During that time, he has had to suffer the pain of losing his mother just days before the tournament in Harare and recently, his father was admitted to hospital as he had to undergo immediate corrective heart surgery. 

All these things however serve as fuel for him to do well on the pitch.

“As my coach says, when you step onto those two lines, you have to set your mind straight on the pitch,” the spirited Odongo told Pulse Sports.

“You deal with things outside the pitch separately. When I step onto the pitch, the country is on our shoulders and we have to make the people proud, so once I get onto the pitch, I just focus on the goal.

“It just always finds a way to sort itself out.”

Despite dealing with a jaw injury that ruled him out of the Montevideo trip, Odongo remains fueled by the desire to excel on the field. Rating his season a 9.5 out of 10, he expressed his ambition to reach higher levels of play.

“There are levels I have not achieved yet. There is a way of playing that I want to try and reach, but I am still far from getting there. Once I get there, I will rate it as a 10 out of 10 eason.

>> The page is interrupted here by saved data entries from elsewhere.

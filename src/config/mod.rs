//! Configuration Module
//!
//! 提供应用配置管理功能，支持多层级配置来源：
//! - 环境变量（最高优先级）
//! - 配置文件（TOML 格式）
//! - 默认值（最低优先级）

mod loader;
mod types;

pub use loader::{load_config_from_path, print_config, validate_config, ConfigError};
pub use types::{
    AnnotatorConfig, AppConfig, FragmentSettings, LogConfig, MergeSettings, StorageConfig,
    TtsConfig,
};
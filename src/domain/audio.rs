//! 音频值对象
//!
//! PCM 格式描述与分片音频产物

use serde::{Deserialize, Serialize};

/// PCM 音频格式
#[derive(Debug, Clone, Copy, PartialEq, Eq, Hash, Serialize, Deserialize)]
pub struct PcmFormat {
    /// 采样率（Hz）
    pub sample_rate: u32,
    /// 声道数
    pub channels: u16,
    /// 位深度
    pub bits_per_sample: u16,
}

impl PcmFormat {
    pub fn new(sample_rate: u32, channels: u16, bits_per_sample: u16) -> Self {
        Self {
            sample_rate,
            channels,
            bits_per_sample,
        }
    }

    /// 每帧字节数（所有声道一个采样），溢出时返回 None
    pub fn checked_block_align(&self) -> Option<u16> {
        self.channels.checked_mul(self.bits_per_sample.div_ceil(8))
    }

    /// 每秒字节数，溢出时返回 None
    pub fn checked_byte_rate(&self) -> Option<u32> {
        self.sample_rate
            .checked_mul(self.checked_block_align()? as u32)
    }

    /// 格式可用于读写：帧长非零且各派生量不溢出
    pub fn is_valid(&self) -> bool {
        matches!(self.checked_block_align(), Some(align) if align > 0)
            && self.checked_byte_rate().is_some()
    }

    /// 每帧字节数；格式无效时为 0
    pub fn block_align(&self) -> u16 {
        self.checked_block_align().unwrap_or(0)
    }

    /// 每秒字节数；格式无效时为 0
    pub fn byte_rate(&self) -> u32 {
        self.checked_byte_rate().unwrap_or(0)
    }

    /// 给定帧数对应的时长（秒）
    pub fn duration_secs(&self, frames: u64) -> f64 {
        if self.sample_rate == 0 {
            return 0.0;
        }
        frames as f64 / self.sample_rate as f64
    }
}

impl std::fmt::Display for PcmFormat {
    fn fmt(&self, f: &mut std::fmt::Formatter<'_>) -> std::fmt::Result {
        write!(
            f,
            "{}Hz/{}ch/{}bit",
            self.sample_rate, self.channels, self.bits_per_sample
        )
    }
}

/// 单个片段的合成音频
#[derive(Debug, Clone)]
pub struct ChunkArtifact {
    /// 对应 Fragment 的序号
    pub index: usize,
    /// PCM 格式
    pub format: PcmFormat,
    /// 原始帧数据（data chunk 内容）
    pub frames: Vec<u8>,
}

impl ChunkArtifact {
    /// 帧数
    pub fn frame_count(&self) -> u64 {
        let block_align = self.format.block_align();
        if block_align == 0 {
            return 0;
        }
        (self.frames.len() / block_align as usize) as u64
    }
}
//! Chunk Storage - 文件系统分片存储实现
//!
//! 实现 ChunkStorePort trait
//!
//! 目录布局:
//! parts/part_001.wav, parts/part_002.wav, ...
//! parts.lock  (租约文件，与临时目录同级，避免影响空目录检查)

use async_trait::async_trait;
use chrono::Utc;
use std::io::ErrorKind;
use std::path::{Path, PathBuf};
use tokio::fs;
use uuid::Uuid;

use crate::application::ports::{ChunkStoreError, ChunkStorePort, ScratchLease, StoredChunk};

/// 默认文件名前缀
pub const DEFAULT_CHUNK_PREFIX: &str = "part_";
/// 默认序号位数
pub const DEFAULT_INDEX_WIDTH: usize = 3;

const CHUNK_EXTENSION: &str = "wav";
const PARTIAL_SUFFIX: &str = ".partial";

/// 文件系统分片存储
pub struct FileChunkStore {
    /// 临时目录
    dir: PathBuf,
    /// 文件名前缀
    prefix: String,
    /// 序号零填充位数
    index_width: usize,
}

impl FileChunkStore {
    pub fn new(dir: impl AsRef<Path>) -> Self {
        Self {
            dir: dir.as_ref().to_path_buf(),
            prefix: DEFAULT_CHUNK_PREFIX.to_string(),
            index_width: DEFAULT_INDEX_WIDTH,
        }
    }

    pub fn with_naming(mut self, prefix: impl Into<String>, index_width: usize) -> Self {
        self.prefix = prefix.into();
        self.index_width = index_width.max(1);
        self
    }

    /// 租约文件路径：临时目录同级的 `<目录名>.lock`
    ///
    /// `.`、`..`、`/` 这类没有目录名的路径无法放置同级租约
    pub fn lock_path(&self) -> Result<PathBuf, ChunkStoreError> {
        let name = self.dir.file_name().ok_or_else(|| {
            ChunkStoreError::IoError(format!(
                "Scratch directory {} has no name to derive a lock file from",
                self.dir.display()
            ))
        })?;

        let mut lock_name = name.to_os_string();
        lock_name.push(".lock");
        Ok(match self.dir.parent() {
            Some(parent) => parent.join(lock_name),
            None => PathBuf::from(lock_name),
        })
    }

    fn chunk_file_name(&self, index: usize) -> String {
        format!(
            "{}{:0width$}.{}",
            self.prefix,
            index,
            CHUNK_EXTENSION,
            width = self.index_width
        )
    }

    /// 从文件名解析序号，不匹配命名规则时返回 None
    fn parse_index(&self, file_name: &str) -> Option<usize> {
        let digits = file_name
            .strip_prefix(self.prefix.as_str())?
            .strip_suffix(CHUNK_EXTENSION)?
            .strip_suffix('.')?;
        if digits.is_empty() || !digits.chars().all(|c| c.is_ascii_digit()) {
            return None;
        }
        digits.parse().ok()
    }

    async fn count_entries(&self) -> Result<usize, ChunkStoreError> {
        let mut entries = fs::read_dir(&self.dir)
            .await
            .map_err(|e| ChunkStoreError::IoError(e.to_string()))?;

        let mut count = 0;
        while entries
            .next_entry()
            .await
            .map_err(|e| ChunkStoreError::IoError(e.to_string()))?
            .is_some()
        {
            count += 1;
        }
        Ok(count)
    }
}

#[async_trait]
impl ChunkStorePort for FileChunkStore {
    fn scratch_dir(&self) -> PathBuf {
        self.dir.clone()
    }

    fn chunk_path(&self, index: usize) -> PathBuf {
        self.dir.join(self.chunk_file_name(index))
    }

    async fn acquire_lease(&self, run_id: Uuid) -> Result<ScratchLease, ChunkStoreError> {
        let lock_path = self.lock_path()?;
        if let Some(parent) = lock_path.parent().filter(|p| !p.as_os_str().is_empty()) {
            fs::create_dir_all(parent)
                .await
                .map_err(|e| ChunkStoreError::IoError(e.to_string()))?;
        }

        // create_new 保证同一时刻只有一个持有者
        let created = fs::OpenOptions::new()
            .write(true)
            .create_new(true)
            .open(&lock_path)
            .await;

        match created {
            Ok(file) => drop(file),
            Err(e) if e.kind() == ErrorKind::AlreadyExists => {
                let holder = fs::read_to_string(&lock_path)
                    .await
                    .ok()
                    .and_then(|content| content.lines().next().map(str::to_string))
                    .unwrap_or_else(|| "unknown".to_string());
                return Err(ChunkStoreError::Locked { lock_path, holder });
            }
            Err(e) => return Err(ChunkStoreError::IoError(e.to_string())),
        }

        let content = format!(
            "{}\npid={}\nacquired_at={}\n",
            run_id,
            std::process::id(),
            Utc::now().to_rfc3339()
        );
        if let Err(e) = fs::write(&lock_path, content).await {
            let _ = fs::remove_file(&lock_path).await;
            return Err(ChunkStoreError::IoError(e.to_string()));
        }

        tracing::debug!(run_id = %run_id, lock = %lock_path.display(), "Scratch lease acquired");

        let release_path = lock_path.clone();
        Ok(ScratchLease::new(run_id, move || {
            match std::fs::remove_file(&release_path) {
                Ok(()) => {
                    tracing::debug!(run_id = %run_id, "Scratch lease released");
                }
                Err(e) => {
                    tracing::warn!(
                        run_id = %run_id,
                        lock = %release_path.display(),
                        error = %e,
                        "Failed to release scratch lease"
                    );
                }
            }
        }))
    }

    async fn prepare_for_run(&self) -> Result<(), ChunkStoreError> {
        fs::create_dir_all(&self.dir)
            .await
            .map_err(|e| ChunkStoreError::IoError(e.to_string()))?;

        let entries = self.count_entries().await?;
        if entries > 0 {
            return Err(ChunkStoreError::NotEmpty {
                dir: self.dir.clone(),
                entries,
            });
        }

        Ok(())
    }

    async fn save_chunk(&self, index: usize, data: &[u8]) -> Result<PathBuf, ChunkStoreError> {
        fs::create_dir_all(&self.dir)
            .await
            .map_err(|e| ChunkStoreError::IoError(e.to_string()))?;

        let chunk_path = self.chunk_path(index);
        let partial_path = self
            .dir
            .join(format!("{}{}", self.chunk_file_name(index), PARTIAL_SUFFIX));

        // 先写临时文件再改名，崩溃时不会留下截断的分片
        fs::write(&partial_path, data)
            .await
            .map_err(|e| ChunkStoreError::IoError(e.to_string()))?;
        fs::rename(&partial_path, &chunk_path)
            .await
            .map_err(|e| ChunkStoreError::IoError(e.to_string()))?;

        tracing::debug!(
            "Saved chunk: index={}, path={}, size={} bytes",
            index,
            chunk_path.display(),
            data.len()
        );

        Ok(chunk_path)
    }

    async fn list_chunks(&self) -> Result<Vec<StoredChunk>, ChunkStoreError> {
        let mut entries = match fs::read_dir(&self.dir).await {
            Ok(entries) => entries,
            Err(e) if e.kind() == ErrorKind::NotFound => return Ok(Vec::new()),
            Err(e) => return Err(ChunkStoreError::IoError(e.to_string())),
        };

        let mut chunks = Vec::new();
        while let Some(entry) = entries
            .next_entry()
            .await
            .map_err(|e| ChunkStoreError::IoError(e.to_string()))?
        {
            let file_name = entry.file_name();
            let Some(index) = file_name.to_str().and_then(|name| self.parse_index(name)) else {
                continue;
            };
            chunks.push(StoredChunk {
                index,
                path: entry.path(),
            });
        }

        chunks.sort_by_key(|chunk| chunk.index);
        Ok(chunks)
    }

    async fn read_chunk(&self, chunk: &StoredChunk) -> Result<Vec<u8>, ChunkStoreError> {
        fs::read(&chunk.path).await.map_err(|e| {
            if e.kind() == ErrorKind::NotFound {
                ChunkStoreError::FileNotFound(chunk.path.display().to_string())
            } else {
                ChunkStoreError::IoError(e.to_string())
            }
        })
    }
}

#[cfg(test)]
mod tests {
    use super::*;
    use tempfile::tempdir;

    #[tokio::test]
    async fn test_prepare_creates_missing_dir() {
        let temp_dir = tempdir().unwrap();
        let store = FileChunkStore::new(temp_dir.path().join("parts"));

        store.prepare_for_run().await.unwrap();
        assert!(store.scratch_dir().is_dir());
    }

    #[tokio::test]
    async fn test_prepare_rejects_non_empty_dir() {
        let temp_dir = tempdir().unwrap();
        let store = FileChunkStore::new(temp_dir.path().join("parts"));
        fs::create_dir_all(store.scratch_dir()).await.unwrap();
        fs::write(store.scratch_dir().join("notes.txt"), b"x").await.unwrap();

        let err = store.prepare_for_run().await.unwrap_err();
        assert!(matches!(err, ChunkStoreError::NotEmpty { entries: 1, .. }));
    }

    #[tokio::test]
    async fn test_save_uses_zero_padded_names() {
        let temp_dir = tempdir().unwrap();
        let store = FileChunkStore::new(temp_dir.path().join("parts"));

        let path = store.save_chunk(7, b"data").await.unwrap();
        assert_eq!(path.file_name().unwrap(), "part_007.wav");
        assert_eq!(fs::read(&path).await.unwrap(), b"data");
        // 不残留临时文件
        assert_eq!(store.count_entries().await.unwrap(), 1);
    }

    #[tokio::test]
    async fn test_list_sorts_by_index_and_ignores_foreign_files() {
        let temp_dir = tempdir().unwrap();
        let store = FileChunkStore::new(temp_dir.path().join("parts"));

        for index in [12, 3, 1000, 1] {
            store.save_chunk(index, b"x").await.unwrap();
        }
        for foreign in ["part_abc.wav", "part_.wav", "readme.txt", "part_002.wav.partial", "part_002.mp3"] {
            fs::write(store.scratch_dir().join(foreign), b"x").await.unwrap();
        }

        let indices: Vec<usize> = store
            .list_chunks()
            .await
            .unwrap()
            .into_iter()
            .map(|c| c.index)
            .collect();
        assert_eq!(indices, vec![1, 3, 12, 1000]);
    }

    #[tokio::test]
    async fn test_list_missing_dir_is_empty() {
        let temp_dir = tempdir().unwrap();
        let store = FileChunkStore::new(temp_dir.path().join("absent"));
        assert!(store.list_chunks().await.unwrap().is_empty());
    }

    #[tokio::test]
    async fn test_custom_naming() {
        let temp_dir = tempdir().unwrap();
        let store = FileChunkStore::new(temp_dir.path()).with_naming("chunk-", 5);
        assert_eq!(
            store.chunk_path(42).file_name().unwrap(),
            "chunk-00042.wav"
        );
        assert_eq!(store.parse_index("chunk-00042.wav"), Some(42));
        assert_eq!(store.parse_index("part_001.wav"), None);
    }

    #[tokio::test]
    async fn test_lease_is_exclusive_and_released_on_drop() {
        let temp_dir = tempdir().unwrap();
        let store = FileChunkStore::new(temp_dir.path().join("parts"));

        let first_run = Uuid::new_v4();
        let lease = store.acquire_lease(first_run).await.unwrap();
        assert_eq!(store.lock_path().unwrap(), temp_dir.path().join("parts.lock"));
        assert!(store.lock_path().unwrap().exists());
        // 租约文件不在临时目录内
        assert!(!store.scratch_dir().exists());

        let err = store.acquire_lease(Uuid::new_v4()).await.unwrap_err();
        match err {
            ChunkStoreError::Locked { holder, .. } => assert_eq!(holder, first_run.to_string()),
            other => panic!("unexpected error: {:?}", other),
        }

        drop(lease);
        assert!(!store.lock_path().unwrap().exists());
        store.acquire_lease(Uuid::new_v4()).await.unwrap();
    }

    #[test]
    fn test_lock_path_keeps_full_directory_name() {
        let store = FileChunkStore::new("out/parts.v2");
        assert_eq!(store.lock_path().unwrap(), PathBuf::from("out/parts.v2.lock"));

        let store = FileChunkStore::new("parts");
        assert_eq!(store.lock_path().unwrap(), PathBuf::from("parts.lock"));
    }

    #[tokio::test]
    async fn test_dotted_siblings_do_not_share_a_lease() {
        let temp_dir = tempdir().unwrap();
        let first = FileChunkStore::new(temp_dir.path().join("parts.a"));
        let second = FileChunkStore::new(temp_dir.path().join("parts.b"));

        let _first_lease = first.acquire_lease(Uuid::new_v4()).await.unwrap();
        let _second_lease = second.acquire_lease(Uuid::new_v4()).await.unwrap();
        assert!(temp_dir.path().join("parts.a.lock").exists());
        assert!(temp_dir.path().join("parts.b.lock").exists());
    }

    #[tokio::test]
    async fn test_lease_on_unnamed_dir_is_io_error() {
        for dir in [".", "..", "/"] {
            let store = FileChunkStore::new(dir);
            let err = store.acquire_lease(Uuid::new_v4()).await.unwrap_err();
            assert!(
                matches!(err, ChunkStoreError::IoError(ref msg) if msg.contains("no name")),
                "{}: {:?}",
                dir,
                err
            );
        }
    }
}
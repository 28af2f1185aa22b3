//! Configuration Types
//!
//! 定义所有配置结构体

use serde::Deserialize;
use std::path::PathBuf;
use std::time::Duration;

use crate::application::{MergeConfig, SynthesizeConfig, DEFAULT_LONG_DURATION_SECS};
use crate::domain::{FragmentConfig, DEFAULT_MIN_CHARS};
use crate::infrastructure::{GeminiClientConfig, HttpTtsClientConfig};

/// 应用主配置
#[derive(Debug, Clone, Default, Deserialize)]
pub struct AppConfig {
    /// TTS 引擎配置
    #[serde(default)]
    pub tts: TtsConfig,

    /// 重音标注服务配置
    #[serde(default)]
    pub annotator: AnnotatorConfig,

    /// 分片配置
    #[serde(default)]
    pub fragment: FragmentSettings,

    /// 存储配置
    #[serde(default)]
    pub storage: StorageConfig,

    /// 合并配置
    #[serde(default)]
    pub merge: MergeSettings,

    /// 日志配置
    #[serde(default)]
    pub log: LogConfig,
}

/// TTS 引擎配置
#[derive(Debug, Clone, Deserialize)]
pub struct TtsConfig {
    /// TTS 服务基础 URL
    #[serde(default = "default_tts_url")]
    pub url: String,

    /// 合成接口路径
    #[serde(default = "default_speech_path")]
    pub speech_path: String,

    /// 音色编号
    #[serde(default = "default_voice")]
    pub voice: u32,

    /// 语速倍率
    #[serde(default = "default_speed")]
    pub speed: f32,

    /// 数字展开
    #[serde(default)]
    pub verbalize: bool,

    /// 单次请求超时时间（秒）
    #[serde(default = "default_tts_timeout")]
    pub timeout_secs: u64,

    /// 每个片段的最大尝试次数
    #[serde(default = "default_max_attempts")]
    pub max_attempts: u32,

    /// 两次尝试之间的间隔（毫秒）
    #[serde(default = "default_retry_delay_ms")]
    pub retry_delay_ms: u64,

    /// 使用离线假引擎
    #[serde(default)]
    pub fake: bool,
}

fn default_tts_url() -> String {
    "http://127.0.0.1:8000".to_string()
}

fn default_speech_path() -> String {
    "/v1/audio/speech".to_string()
}

fn default_voice() -> u32 {
    5
}

fn default_speed() -> f32 {
    0.85
}

fn default_tts_timeout() -> u64 {
    900
}

fn default_max_attempts() -> u32 {
    3
}

fn default_retry_delay_ms() -> u64 {
    1000
}

impl Default for TtsConfig {
    fn default() -> Self {
        Self {
            url: default_tts_url(),
            speech_path: default_speech_path(),
            voice: default_voice(),
            speed: default_speed(),
            verbalize: false,
            timeout_secs: default_tts_timeout(),
            max_attempts: default_max_attempts(),
            retry_delay_ms: default_retry_delay_ms(),
            fake: false,
        }
    }
}

impl TtsConfig {
    pub fn client_config(&self) -> HttpTtsClientConfig {
        HttpTtsClientConfig {
            base_url: self.url.clone(),
            speech_path: self.speech_path.clone(),
            timeout_secs: self.timeout_secs,
        }
    }
}

/// 重音标注服务配置
#[derive(Debug, Clone, Deserialize)]
pub struct AnnotatorConfig {
    /// generateContent 接口 URL
    #[serde(default = "default_annotator_url")]
    pub url: String,

    /// API key
    #[serde(default)]
    pub api_key: String,

    /// 请求超时时间（秒）
    #[serde(default = "default_annotator_timeout")]
    pub timeout_secs: u64,
}

fn default_annotator_url() -> String {
    GeminiClientConfig::default().url
}

fn default_annotator_timeout() -> u64 {
    900
}

impl Default for AnnotatorConfig {
    fn default() -> Self {
        Self {
            url: default_annotator_url(),
            api_key: String::new(),
            timeout_secs: default_annotator_timeout(),
        }
    }
}

impl AnnotatorConfig {
    pub fn client_config(&self) -> GeminiClientConfig {
        GeminiClientConfig {
            url: self.url.clone(),
            api_key: self.api_key.clone(),
            timeout_secs: self.timeout_secs,
        }
    }
}

/// 分片配置
#[derive(Debug, Clone, Deserialize)]
pub struct FragmentSettings {
    /// 片段最小字符数
    #[serde(default = "default_min_chars")]
    pub min_chars: usize,
}

fn default_min_chars() -> usize {
    DEFAULT_MIN_CHARS
}

impl Default for FragmentSettings {
    fn default() -> Self {
        Self {
            min_chars: default_min_chars(),
        }
    }
}

/// 存储配置
#[derive(Debug, Clone, Deserialize)]
pub struct StorageConfig {
    /// 分片临时目录
    #[serde(default = "default_parts_dir")]
    pub parts_dir: PathBuf,

    /// 分片文件名序号位数
    #[serde(default = "default_index_width")]
    pub index_width: usize,
}

fn default_parts_dir() -> PathBuf {
    PathBuf::from("parts")
}

fn default_index_width() -> usize {
    3
}

impl Default for StorageConfig {
    fn default() -> Self {
        Self {
            parts_dir: default_parts_dir(),
            index_width: default_index_width(),
        }
    }
}

/// 合并配置
#[derive(Debug, Clone, Deserialize)]
pub struct MergeSettings {
    /// 允许格式不一致的分片（按参考格式照常拼接）
    #[serde(default)]
    pub allow_format_mismatch: bool,

    /// 超长输出提示阈值（秒）
    #[serde(default = "default_long_duration_secs")]
    pub long_duration_secs: u64,
}

fn default_long_duration_secs() -> u64 {
    DEFAULT_LONG_DURATION_SECS
}

impl Default for MergeSettings {
    fn default() -> Self {
        Self {
            allow_format_mismatch: false,
            long_duration_secs: default_long_duration_secs(),
        }
    }
}

/// 日志配置
#[derive(Debug, Clone, Deserialize)]
pub struct LogConfig {
    /// 日志级别
    #[serde(default = "default_log_level")]
    pub level: String,

    /// 额外写入的日志文件
    #[serde(default)]
    pub file: Option<PathBuf>,
}

fn default_log_level() -> String {
    "info".to_string()
}

impl Default for LogConfig {
    fn default() -> Self {
        Self {
            level: default_log_level(),
            file: None,
        }
    }
}

impl AppConfig {
    /// 合成处理器配置
    pub fn synthesize_config(&self) -> SynthesizeConfig {
        SynthesizeConfig {
            voice: self.tts.voice,
            speed: self.tts.speed,
            verbalize: self.tts.verbalize,
            max_attempts: self.tts.max_attempts,
            retry_delay: Duration::from_millis(self.tts.retry_delay_ms),
            fragment: FragmentConfig {
                min_chars: self.fragment.min_chars,
            },
        }
    }

    /// 合并处理器配置
    pub fn merge_config(&self) -> MergeConfig {
        MergeConfig {
            allow_format_mismatch: self.merge.allow_format_mismatch,
            long_duration_secs: self.merge.long_duration_secs,
        }
    }
}
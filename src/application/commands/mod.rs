//! 应用层 - 命令
//!
//! 每个流水线阶段对应一个命令及其处理器

mod pipeline_commands;

pub mod handlers;

pub use pipeline_commands::*;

“The aim is to win all the remaining challengers. I will not be there against Uruguay unfortunately but in the next one, I am optimistic we are going to win it when I am back.

Unsurprisingly, Odongo has already started drawing comparisons to some of Kenya’s greatest ever players, including Collins Injera. 

Most would succumb to the pressure of people being wax lyrical of them. Odongo has embraced it.

“I never expected something like that. My roommate, Kevin Wekesa, everytime we were there seated, he was the one encouraging me, like ‘You know everyone is praising you, you are the next Collins Injera!’

“It got to me and I had pressure to perform. Kenyan wingers of the past have always performed, so when I get onto the pitch, I set my mind straight and ensure the performance is spot on.

“I just give my best and everything else sorts itself out.”

While Kenya will be hoping he can be back as soon as possible while praying his father will recover in time, Odongo has his eyes set on the price, to become the best rugby player he can be.